### Problem description:
Would you transcribe the records word for word, please?

(Items listed in a dataset)

********************

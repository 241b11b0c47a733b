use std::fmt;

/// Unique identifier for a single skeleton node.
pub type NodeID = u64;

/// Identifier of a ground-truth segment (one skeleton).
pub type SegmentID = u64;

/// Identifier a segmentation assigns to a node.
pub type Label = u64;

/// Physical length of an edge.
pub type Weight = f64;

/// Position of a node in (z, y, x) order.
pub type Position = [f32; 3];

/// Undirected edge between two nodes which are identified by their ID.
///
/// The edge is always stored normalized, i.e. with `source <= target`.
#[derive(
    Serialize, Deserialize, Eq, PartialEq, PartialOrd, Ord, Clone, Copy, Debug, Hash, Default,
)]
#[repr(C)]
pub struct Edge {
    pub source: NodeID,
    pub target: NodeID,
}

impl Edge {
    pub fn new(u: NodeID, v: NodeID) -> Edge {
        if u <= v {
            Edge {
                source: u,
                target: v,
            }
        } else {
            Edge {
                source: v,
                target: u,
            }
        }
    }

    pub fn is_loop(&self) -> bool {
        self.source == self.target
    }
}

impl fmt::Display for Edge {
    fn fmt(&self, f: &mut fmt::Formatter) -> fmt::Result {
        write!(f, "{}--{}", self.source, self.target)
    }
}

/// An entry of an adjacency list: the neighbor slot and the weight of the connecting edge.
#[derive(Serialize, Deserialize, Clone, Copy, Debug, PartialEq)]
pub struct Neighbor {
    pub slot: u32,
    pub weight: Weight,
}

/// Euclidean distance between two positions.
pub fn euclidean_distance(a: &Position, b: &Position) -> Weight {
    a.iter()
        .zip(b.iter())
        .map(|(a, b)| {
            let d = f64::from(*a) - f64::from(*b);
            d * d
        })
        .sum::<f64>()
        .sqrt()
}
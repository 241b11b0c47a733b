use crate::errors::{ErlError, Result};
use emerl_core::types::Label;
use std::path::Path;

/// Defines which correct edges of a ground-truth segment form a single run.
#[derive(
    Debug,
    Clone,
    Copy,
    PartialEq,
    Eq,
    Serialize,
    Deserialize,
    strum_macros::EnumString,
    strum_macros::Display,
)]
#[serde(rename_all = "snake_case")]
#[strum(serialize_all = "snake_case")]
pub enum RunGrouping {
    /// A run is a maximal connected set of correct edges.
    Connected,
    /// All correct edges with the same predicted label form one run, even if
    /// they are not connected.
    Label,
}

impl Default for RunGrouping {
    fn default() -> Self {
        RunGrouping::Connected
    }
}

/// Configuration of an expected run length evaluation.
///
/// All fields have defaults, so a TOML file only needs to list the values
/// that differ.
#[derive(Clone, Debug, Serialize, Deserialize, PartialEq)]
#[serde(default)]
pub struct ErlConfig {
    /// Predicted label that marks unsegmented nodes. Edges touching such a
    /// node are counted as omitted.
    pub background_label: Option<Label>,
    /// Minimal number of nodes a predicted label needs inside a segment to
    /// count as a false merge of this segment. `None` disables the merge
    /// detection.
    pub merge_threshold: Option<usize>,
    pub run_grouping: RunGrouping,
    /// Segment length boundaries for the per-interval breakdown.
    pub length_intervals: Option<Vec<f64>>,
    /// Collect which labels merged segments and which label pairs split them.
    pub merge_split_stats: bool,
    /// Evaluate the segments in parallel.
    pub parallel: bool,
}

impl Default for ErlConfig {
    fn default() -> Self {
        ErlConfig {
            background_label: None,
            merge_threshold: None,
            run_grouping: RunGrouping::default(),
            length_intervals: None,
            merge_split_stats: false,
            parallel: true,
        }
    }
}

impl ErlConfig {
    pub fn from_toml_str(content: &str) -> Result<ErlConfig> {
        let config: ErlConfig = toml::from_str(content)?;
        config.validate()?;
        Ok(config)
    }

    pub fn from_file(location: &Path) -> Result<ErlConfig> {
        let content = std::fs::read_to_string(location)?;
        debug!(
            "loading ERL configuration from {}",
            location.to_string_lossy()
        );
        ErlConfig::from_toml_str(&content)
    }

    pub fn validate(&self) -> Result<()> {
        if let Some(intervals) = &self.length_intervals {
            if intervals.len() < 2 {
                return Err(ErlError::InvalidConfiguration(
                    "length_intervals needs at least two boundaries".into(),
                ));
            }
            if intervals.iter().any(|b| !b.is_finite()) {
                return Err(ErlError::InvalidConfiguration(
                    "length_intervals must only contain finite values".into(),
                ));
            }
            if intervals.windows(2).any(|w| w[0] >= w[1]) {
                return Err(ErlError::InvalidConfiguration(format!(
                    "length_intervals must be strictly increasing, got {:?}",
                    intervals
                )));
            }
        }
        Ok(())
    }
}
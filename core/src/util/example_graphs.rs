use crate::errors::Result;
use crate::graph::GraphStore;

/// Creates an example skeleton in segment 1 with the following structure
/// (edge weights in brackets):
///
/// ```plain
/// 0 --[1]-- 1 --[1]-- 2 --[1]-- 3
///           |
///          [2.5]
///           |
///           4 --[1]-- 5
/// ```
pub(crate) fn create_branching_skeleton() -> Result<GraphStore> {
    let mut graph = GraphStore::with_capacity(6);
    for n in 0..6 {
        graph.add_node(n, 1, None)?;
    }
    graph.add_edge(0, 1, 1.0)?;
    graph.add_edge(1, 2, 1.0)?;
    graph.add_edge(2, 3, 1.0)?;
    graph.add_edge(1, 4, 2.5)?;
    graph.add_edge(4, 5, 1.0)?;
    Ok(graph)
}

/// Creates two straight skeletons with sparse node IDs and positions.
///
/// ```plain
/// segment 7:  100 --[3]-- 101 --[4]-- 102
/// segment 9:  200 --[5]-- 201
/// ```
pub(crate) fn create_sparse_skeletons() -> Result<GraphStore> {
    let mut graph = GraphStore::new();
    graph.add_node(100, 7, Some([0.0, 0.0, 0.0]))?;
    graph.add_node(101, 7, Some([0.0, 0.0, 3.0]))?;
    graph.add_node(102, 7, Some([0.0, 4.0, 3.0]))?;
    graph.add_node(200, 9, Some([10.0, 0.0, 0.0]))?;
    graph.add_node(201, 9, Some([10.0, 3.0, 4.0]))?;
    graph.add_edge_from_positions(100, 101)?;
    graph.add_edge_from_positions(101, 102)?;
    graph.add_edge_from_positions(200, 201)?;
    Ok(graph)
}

********************

### Written answer:
repository 241b11b0c47a733b
use std::fmt;

/// Unique identifier for a single skeleton node.
pub type NodeID = u64;

/// Identifier of a ground-truth segment (one skeleton).
pub type SegmentID = u64;

/// Identifier a segmentation assigns to a node.
pub type Label = u64;

/// Physical length of an edge.
pub type Weight = f64;

/// Position of a node in (z, y, x) order.
pub type Position = [f32; 3];

/// Undirected edge between two nodes which are identified by their ID.
///
/// The edge is always stored normalized, i.e. with `source <= target`.
#[derive(
    Serialize, Deserialize, Eq, PartialEq, PartialOrd, Ord, Clone, Copy, Debug, Hash, Default,
)]
#[repr(C)]
pub struct Edge {
    pub source: NodeID,
    pub target: NodeID,
}

impl Edge {
    pub fn new(u: NodeID, v: NodeID) -> Edge {
        if u <= v {
            Edge {
                source: u,
                target: v,
            }
        } else {
            Edge {
                source: v,
                target: u,
            }
        }
    }

    pub fn is_loop(&self) -> bool {
        self.source == self.target
    }
}

impl fmt::Display for Edge {
    fn fmt(&self, f: &mut fmt::Formatter) -> fmt::Result {
        write!(f, "{}--{}", self.source, self.target)
    }
}

/// An entry of an adjacency list: the neighbor slot and the weight of the connecting edge.
#[derive(Serialize, Deserialize, Clone, Copy, Debug, PartialEq)]
pub struct Neighbor {
    pub slot: u32,
    pub weight: Weight,
}

/// Euclidean distance between two positions.
pub fn euclidean_distance(a: &Position, b: &Position) -> Weight {
    a.iter()
        .zip(b.iter())
        .map(|(a, b)| {
            let d = f64::from(*a) - f64::from(*b);
            d * d
        })
        .sum::<f64>()
        .sqrt()
}
repository 241b11b0c47a733b
use crate::errors::{ErlError, Result};
use emerl_core::types::Label;
use std::path::Path;

/// Defines which correct edges of a ground-truth segment form a single run.
#[derive(
    Debug,
    Clone,
    Copy,
    PartialEq,
    Eq,
    Serialize,
    Deserialize,
    strum_macros::EnumString,
    strum_macros::Display,
)]
#[serde(rename_all = "snake_case")]
#[strum(serialize_all = "snake_case")]
pub enum RunGrouping {
    /// A run is a maximal connected set of correct edges.
    Connected,
    /// All correct edges with the same predicted label form one run, even if
    /// they are not connected.
    Label,
}

impl Default for RunGrouping {
    fn default() -> Self {
        RunGrouping::Connected
    }
}

/// Configuration of an expected run length evaluation.
///
/// All fields have defaults, so a TOML file only needs to list the values
/// that differ.
#[derive(Clone, Debug, Serialize, Deserialize, PartialEq)]
#[serde(default)]
pub struct ErlConfig {
    /// Predicted label that marks unsegmented nodes. Edges touching such a
    /// node are counted as omitted.
    pub background_label: Option<Label>,
    /// Minimal number of nodes a predicted label needs inside a segment to
    /// count as a false merge of this segment. `None` disables the merge
    /// detection.
    pub merge_threshold: Option<usize>,
    pub run_grouping: RunGrouping,
    /// Segment length boundaries for the per-interval breakdown.
    pub length_intervals: Option<Vec<f64>>,
    /// Collect which labels merged segments and which label pairs split them.
    pub merge_split_stats: bool,
    /// Evaluate the segments in parallel.
    pub parallel: bool,
}

impl Default for ErlConfig {
    fn default() -> Self {
        ErlConfig {
            background_label: None,
            merge_threshold: None,
            run_grouping: RunGrouping::default(),
            length_intervals: None,
            merge_split_stats: false,
            parallel: true,
        }
    }
}

impl ErlConfig {
    pub fn from_toml_str(content: &str) -> Result<ErlConfig> {
        let config: ErlConfig = toml::from_str(content)?;
        config.validate()?;
        Ok(config)
    }

    pub fn from_file(location: &Path) -> Result<ErlConfig> {
        let content = std::fs::read_to_string(location)?;
        debug!(
            "loading ERL configuration from {}",
            location.to_string_lossy()
        );
        ErlConfig::from_toml_str(&content)
    }

    pub fn validate(&self) -> Result<()> {
        if let Some(intervals) = &self.length_intervals {
            if intervals.len() < 2 {
                return Err(ErlError::InvalidConfiguration(
                    "length_intervals needs at least two boundaries".into(),
                ));
            }
            if intervals.iter().any(|b| !b.is_finite()) {
                return Err(ErlError::InvalidConfiguration(
                    "length_intervals must only contain finite values".into(),
                ));
            }
            if intervals.windows(2).any(|w| w[0] >= w[1]) {
                return Err(ErlError::InvalidConfiguration(format!(
                    "length_intervals must be strictly increasing, got {:?}",
                    intervals
                )));
            }
        }
        Ok(())
    }
}
filename core/src/util/example_graphs.rs
use crate::errors::Result;
use crate::graph::GraphStore;

/// Creates an example skeleton in segment 1 with the following structure
/// (edge weights in brackets):
///
/// ```plain
/// 0 --[1]-- 1 --[1]-- 2 --[1]-- 3
///           |
///          [2.5]
///           |
///           4 --[1]-- 5
/// ```
pub(crate) fn create_branching_skeleton() -> Result<GraphStore> {
    let mut graph = GraphStore::with_capacity(6);
    for n in 0..6 {
        graph.add_node(n, 1, None)?;
    }
    graph.add_edge(0, 1, 1.0)?;
    graph.add_edge(1, 2, 1.0)?;
    graph.add_edge(2, 3, 1.0)?;
    graph.add_edge(1, 4, 2.5)?;
    graph.add_edge(4, 5, 1.0)?;
    Ok(graph)
}

/// Creates two straight skeletons with sparse node IDs and positions.
///
/// ```plain
/// segment 7:  100 --[3]-- 101 --[4]-- 102
/// segment 9:  200 --[5]-- 201
/// ```
pub(crate) fn create_sparse_skeletons() -> Result<GraphStore> {
    let mut graph = GraphStore::new();
    graph.add_node(100, 7, Some([0.0, 0.0, 0.0]))?;
    graph.add_node(101, 7, Some([0.0, 0.0, 3.0]))?;
    graph.add_node(102, 7, Some([0.0, 4.0, 3.0]))?;
    graph.add_node(200, 9, Some([10.0, 0.0, 0.0]))?;
    graph.add_node(201, 9, Some([10.0, 3.0, 4.0]))?;
    graph.add_edge_from_positions(100, 101)?;
    graph.add_edge_from_positions(101, 102)?;
    graph.add_edge_from_positions(200, 201)?;
    Ok(graph)
}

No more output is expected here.